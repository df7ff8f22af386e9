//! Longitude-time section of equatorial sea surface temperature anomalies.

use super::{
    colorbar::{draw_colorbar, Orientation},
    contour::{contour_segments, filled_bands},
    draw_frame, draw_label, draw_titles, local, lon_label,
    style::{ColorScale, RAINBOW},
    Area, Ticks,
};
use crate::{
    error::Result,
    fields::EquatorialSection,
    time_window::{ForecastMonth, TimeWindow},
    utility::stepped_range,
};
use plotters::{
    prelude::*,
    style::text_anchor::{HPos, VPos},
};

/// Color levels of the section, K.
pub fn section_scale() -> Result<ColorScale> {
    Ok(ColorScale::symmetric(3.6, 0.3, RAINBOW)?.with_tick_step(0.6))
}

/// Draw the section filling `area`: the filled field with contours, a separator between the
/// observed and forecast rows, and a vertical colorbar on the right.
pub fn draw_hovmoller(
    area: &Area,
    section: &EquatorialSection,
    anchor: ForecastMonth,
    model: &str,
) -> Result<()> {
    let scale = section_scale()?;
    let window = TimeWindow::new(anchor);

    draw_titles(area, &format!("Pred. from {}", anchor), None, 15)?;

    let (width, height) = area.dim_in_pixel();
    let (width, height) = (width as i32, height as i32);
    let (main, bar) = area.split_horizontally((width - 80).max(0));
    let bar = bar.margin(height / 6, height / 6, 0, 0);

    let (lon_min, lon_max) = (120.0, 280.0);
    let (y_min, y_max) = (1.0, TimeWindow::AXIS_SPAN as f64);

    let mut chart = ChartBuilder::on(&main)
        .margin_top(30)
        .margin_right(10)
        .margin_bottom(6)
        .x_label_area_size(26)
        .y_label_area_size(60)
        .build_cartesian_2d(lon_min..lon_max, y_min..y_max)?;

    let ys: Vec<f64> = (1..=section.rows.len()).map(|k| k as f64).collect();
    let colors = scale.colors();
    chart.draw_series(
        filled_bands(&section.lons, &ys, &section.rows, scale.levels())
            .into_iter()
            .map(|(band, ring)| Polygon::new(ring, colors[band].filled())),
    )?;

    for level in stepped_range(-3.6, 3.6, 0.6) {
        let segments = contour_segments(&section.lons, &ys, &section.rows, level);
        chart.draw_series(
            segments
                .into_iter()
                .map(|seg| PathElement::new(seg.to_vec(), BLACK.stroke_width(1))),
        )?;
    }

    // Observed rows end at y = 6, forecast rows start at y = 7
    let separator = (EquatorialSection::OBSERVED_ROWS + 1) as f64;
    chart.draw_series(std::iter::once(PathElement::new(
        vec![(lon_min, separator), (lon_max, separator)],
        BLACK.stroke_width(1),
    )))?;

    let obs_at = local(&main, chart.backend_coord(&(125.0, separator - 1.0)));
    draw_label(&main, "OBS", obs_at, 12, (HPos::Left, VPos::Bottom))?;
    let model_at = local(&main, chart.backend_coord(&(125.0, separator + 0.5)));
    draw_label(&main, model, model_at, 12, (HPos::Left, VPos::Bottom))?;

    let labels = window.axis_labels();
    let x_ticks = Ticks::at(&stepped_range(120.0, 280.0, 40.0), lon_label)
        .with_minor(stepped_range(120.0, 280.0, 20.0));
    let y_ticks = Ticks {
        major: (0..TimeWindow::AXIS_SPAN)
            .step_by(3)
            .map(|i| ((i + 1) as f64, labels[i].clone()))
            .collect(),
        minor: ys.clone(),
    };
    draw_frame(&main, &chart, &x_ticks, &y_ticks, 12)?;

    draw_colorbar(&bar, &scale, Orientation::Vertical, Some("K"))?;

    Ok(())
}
==*==
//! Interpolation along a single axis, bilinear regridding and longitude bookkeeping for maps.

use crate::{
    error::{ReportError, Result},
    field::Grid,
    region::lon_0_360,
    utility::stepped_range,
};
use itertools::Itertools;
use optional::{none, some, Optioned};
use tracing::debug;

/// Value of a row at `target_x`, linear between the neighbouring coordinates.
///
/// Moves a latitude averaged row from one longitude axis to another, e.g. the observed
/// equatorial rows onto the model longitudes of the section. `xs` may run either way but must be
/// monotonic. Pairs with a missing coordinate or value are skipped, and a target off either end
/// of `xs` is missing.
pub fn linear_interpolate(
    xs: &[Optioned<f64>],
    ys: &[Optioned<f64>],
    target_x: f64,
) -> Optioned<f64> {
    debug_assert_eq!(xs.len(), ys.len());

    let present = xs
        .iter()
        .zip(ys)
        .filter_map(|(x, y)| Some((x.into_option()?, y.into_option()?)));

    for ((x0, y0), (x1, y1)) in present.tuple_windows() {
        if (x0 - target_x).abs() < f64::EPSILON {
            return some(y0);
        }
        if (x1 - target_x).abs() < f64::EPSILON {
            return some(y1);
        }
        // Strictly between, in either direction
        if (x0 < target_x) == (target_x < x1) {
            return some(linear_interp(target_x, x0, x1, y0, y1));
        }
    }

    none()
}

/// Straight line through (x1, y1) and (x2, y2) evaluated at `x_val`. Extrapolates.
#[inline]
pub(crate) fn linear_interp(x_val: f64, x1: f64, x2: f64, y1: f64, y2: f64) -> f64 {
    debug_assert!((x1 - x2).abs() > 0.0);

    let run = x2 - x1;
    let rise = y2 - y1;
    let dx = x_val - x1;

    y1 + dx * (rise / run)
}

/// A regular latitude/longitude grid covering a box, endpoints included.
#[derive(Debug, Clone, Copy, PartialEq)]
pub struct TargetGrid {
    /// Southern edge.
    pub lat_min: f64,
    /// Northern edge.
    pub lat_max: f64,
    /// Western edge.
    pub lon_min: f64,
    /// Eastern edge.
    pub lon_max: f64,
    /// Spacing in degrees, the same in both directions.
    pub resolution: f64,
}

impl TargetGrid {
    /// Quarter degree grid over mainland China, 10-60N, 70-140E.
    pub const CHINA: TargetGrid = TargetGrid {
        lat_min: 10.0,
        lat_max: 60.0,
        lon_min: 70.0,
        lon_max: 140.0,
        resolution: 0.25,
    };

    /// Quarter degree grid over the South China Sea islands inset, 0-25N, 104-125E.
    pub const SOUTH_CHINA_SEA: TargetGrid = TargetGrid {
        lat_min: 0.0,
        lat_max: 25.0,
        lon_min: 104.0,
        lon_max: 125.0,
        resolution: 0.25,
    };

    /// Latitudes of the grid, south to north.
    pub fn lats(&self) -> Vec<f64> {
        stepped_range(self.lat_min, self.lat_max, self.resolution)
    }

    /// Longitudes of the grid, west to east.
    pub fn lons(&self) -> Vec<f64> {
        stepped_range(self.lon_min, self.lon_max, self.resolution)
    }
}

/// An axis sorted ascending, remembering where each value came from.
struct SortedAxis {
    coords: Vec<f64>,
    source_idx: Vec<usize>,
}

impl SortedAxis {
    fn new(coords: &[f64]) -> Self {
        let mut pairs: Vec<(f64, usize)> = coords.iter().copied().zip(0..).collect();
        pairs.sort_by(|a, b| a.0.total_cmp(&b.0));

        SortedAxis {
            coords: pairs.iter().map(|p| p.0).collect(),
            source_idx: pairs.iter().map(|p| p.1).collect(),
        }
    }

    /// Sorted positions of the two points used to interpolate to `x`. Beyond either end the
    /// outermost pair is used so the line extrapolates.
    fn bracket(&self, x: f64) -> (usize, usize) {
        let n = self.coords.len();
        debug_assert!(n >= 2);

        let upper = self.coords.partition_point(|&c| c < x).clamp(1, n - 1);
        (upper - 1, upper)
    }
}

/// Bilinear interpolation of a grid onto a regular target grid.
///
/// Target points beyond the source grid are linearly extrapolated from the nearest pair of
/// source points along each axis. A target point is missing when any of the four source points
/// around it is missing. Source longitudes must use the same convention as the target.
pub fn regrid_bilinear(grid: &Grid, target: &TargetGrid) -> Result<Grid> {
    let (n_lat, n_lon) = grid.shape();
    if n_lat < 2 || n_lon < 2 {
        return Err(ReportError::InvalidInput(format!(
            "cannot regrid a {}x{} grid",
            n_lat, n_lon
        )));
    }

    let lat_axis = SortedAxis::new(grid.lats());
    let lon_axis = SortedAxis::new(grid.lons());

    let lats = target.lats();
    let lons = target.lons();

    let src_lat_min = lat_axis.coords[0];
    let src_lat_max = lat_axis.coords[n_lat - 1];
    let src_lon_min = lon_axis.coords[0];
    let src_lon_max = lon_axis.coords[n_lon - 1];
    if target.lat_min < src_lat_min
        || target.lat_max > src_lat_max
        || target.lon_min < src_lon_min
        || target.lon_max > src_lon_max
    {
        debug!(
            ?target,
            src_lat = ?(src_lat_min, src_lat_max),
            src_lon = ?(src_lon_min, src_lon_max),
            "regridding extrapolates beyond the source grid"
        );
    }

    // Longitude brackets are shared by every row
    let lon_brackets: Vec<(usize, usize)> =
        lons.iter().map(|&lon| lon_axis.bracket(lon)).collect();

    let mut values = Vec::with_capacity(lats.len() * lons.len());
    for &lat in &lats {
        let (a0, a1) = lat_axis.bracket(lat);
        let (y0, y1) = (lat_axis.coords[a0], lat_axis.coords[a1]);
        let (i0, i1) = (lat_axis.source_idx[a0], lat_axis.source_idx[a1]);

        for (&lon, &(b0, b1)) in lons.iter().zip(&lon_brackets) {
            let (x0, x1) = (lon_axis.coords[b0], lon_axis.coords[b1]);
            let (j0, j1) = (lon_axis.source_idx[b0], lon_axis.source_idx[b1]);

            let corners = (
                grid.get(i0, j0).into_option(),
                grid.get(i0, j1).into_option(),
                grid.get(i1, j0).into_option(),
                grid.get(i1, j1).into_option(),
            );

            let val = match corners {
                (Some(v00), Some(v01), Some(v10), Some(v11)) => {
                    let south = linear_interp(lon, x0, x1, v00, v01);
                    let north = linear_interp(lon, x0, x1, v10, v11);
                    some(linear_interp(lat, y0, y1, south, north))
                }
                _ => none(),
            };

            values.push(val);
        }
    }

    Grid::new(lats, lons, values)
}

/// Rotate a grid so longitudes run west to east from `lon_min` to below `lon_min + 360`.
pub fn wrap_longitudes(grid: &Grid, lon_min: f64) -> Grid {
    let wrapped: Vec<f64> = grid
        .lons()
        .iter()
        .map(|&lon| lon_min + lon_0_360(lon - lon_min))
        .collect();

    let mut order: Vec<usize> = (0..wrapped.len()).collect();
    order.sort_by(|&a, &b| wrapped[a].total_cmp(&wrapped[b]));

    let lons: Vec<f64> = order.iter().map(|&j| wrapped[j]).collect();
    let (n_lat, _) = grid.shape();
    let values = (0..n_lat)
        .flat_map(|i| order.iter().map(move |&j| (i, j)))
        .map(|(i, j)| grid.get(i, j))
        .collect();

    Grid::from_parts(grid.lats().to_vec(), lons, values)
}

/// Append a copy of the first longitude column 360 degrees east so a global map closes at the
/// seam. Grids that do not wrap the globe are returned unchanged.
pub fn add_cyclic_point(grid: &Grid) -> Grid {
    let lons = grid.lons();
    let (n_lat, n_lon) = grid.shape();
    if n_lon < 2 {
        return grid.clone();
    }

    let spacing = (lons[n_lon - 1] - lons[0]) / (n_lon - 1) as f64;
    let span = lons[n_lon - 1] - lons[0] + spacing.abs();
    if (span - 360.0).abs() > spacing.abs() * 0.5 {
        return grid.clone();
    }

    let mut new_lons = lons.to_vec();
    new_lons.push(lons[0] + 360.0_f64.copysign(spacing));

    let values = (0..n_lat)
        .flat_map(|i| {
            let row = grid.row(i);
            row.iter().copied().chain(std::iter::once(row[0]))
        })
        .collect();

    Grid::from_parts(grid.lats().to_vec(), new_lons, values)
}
==*==
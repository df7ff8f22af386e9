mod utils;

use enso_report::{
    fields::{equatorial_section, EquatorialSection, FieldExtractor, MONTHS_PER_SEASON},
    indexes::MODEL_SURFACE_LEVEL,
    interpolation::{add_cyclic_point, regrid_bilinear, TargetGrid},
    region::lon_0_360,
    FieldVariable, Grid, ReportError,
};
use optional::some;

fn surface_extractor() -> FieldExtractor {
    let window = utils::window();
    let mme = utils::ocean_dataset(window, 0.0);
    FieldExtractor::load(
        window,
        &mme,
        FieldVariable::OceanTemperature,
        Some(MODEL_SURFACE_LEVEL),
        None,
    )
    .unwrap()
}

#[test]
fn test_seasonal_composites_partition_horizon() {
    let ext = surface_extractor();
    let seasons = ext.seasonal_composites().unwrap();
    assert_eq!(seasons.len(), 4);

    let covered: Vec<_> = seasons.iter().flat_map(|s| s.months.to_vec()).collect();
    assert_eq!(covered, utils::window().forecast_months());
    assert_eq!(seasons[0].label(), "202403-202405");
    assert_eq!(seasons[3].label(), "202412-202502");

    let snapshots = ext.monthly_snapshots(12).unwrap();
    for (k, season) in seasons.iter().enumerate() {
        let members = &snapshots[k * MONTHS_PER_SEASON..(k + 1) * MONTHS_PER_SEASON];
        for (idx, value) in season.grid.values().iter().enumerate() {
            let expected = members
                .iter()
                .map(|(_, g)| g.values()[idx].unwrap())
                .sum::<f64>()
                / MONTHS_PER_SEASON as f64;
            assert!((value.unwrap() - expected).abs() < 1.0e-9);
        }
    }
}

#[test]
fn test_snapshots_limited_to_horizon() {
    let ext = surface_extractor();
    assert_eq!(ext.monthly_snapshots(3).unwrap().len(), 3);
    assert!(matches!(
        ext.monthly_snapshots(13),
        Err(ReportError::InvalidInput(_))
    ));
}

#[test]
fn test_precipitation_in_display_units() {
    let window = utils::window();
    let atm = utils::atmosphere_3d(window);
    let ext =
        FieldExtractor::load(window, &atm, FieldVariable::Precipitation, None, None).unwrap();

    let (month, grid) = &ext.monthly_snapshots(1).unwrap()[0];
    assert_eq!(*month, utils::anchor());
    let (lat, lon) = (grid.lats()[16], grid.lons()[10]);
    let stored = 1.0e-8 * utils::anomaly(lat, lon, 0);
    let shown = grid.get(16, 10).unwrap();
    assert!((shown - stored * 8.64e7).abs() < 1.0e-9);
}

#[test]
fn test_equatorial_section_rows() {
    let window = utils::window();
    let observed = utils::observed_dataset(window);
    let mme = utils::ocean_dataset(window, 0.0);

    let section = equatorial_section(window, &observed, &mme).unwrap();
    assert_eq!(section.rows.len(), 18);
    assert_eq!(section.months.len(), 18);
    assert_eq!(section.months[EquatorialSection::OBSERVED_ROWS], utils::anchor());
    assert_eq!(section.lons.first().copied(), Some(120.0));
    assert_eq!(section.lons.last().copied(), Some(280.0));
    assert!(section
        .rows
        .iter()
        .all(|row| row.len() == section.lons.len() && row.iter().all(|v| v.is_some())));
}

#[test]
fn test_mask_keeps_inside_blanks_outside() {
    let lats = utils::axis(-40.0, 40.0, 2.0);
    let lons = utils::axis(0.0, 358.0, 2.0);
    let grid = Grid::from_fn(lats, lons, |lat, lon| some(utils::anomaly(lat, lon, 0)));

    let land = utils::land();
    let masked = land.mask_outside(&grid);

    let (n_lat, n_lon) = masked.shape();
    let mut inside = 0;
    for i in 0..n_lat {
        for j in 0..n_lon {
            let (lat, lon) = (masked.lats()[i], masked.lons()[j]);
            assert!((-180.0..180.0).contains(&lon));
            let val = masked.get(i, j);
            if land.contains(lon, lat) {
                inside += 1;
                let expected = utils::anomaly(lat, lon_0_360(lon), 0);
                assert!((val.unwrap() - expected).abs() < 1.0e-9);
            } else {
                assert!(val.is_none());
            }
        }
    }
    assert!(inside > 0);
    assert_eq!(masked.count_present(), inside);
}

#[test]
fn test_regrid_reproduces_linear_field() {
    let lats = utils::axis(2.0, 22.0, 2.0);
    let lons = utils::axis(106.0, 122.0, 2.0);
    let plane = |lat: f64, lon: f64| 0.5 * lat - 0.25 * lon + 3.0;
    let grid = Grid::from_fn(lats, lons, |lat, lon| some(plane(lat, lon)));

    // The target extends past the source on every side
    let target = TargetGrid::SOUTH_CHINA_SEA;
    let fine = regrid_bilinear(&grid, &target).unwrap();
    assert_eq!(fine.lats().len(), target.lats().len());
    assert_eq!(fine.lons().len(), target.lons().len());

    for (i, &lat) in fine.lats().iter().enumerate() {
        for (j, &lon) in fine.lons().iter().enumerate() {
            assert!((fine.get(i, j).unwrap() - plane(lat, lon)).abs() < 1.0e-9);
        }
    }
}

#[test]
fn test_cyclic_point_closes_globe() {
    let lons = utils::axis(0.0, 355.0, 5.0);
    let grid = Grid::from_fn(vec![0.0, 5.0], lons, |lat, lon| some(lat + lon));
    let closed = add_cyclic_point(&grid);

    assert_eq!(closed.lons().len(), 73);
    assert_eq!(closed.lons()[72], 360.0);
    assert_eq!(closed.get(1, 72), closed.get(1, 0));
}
==*==
Problem requirements:
Copy out each line of the entries where the word "upper" is found.

Task solution:
        let upper = self.coords.partition_point(|&c| c < x).clamp(1, n - 1);
        (upper - 1, upper)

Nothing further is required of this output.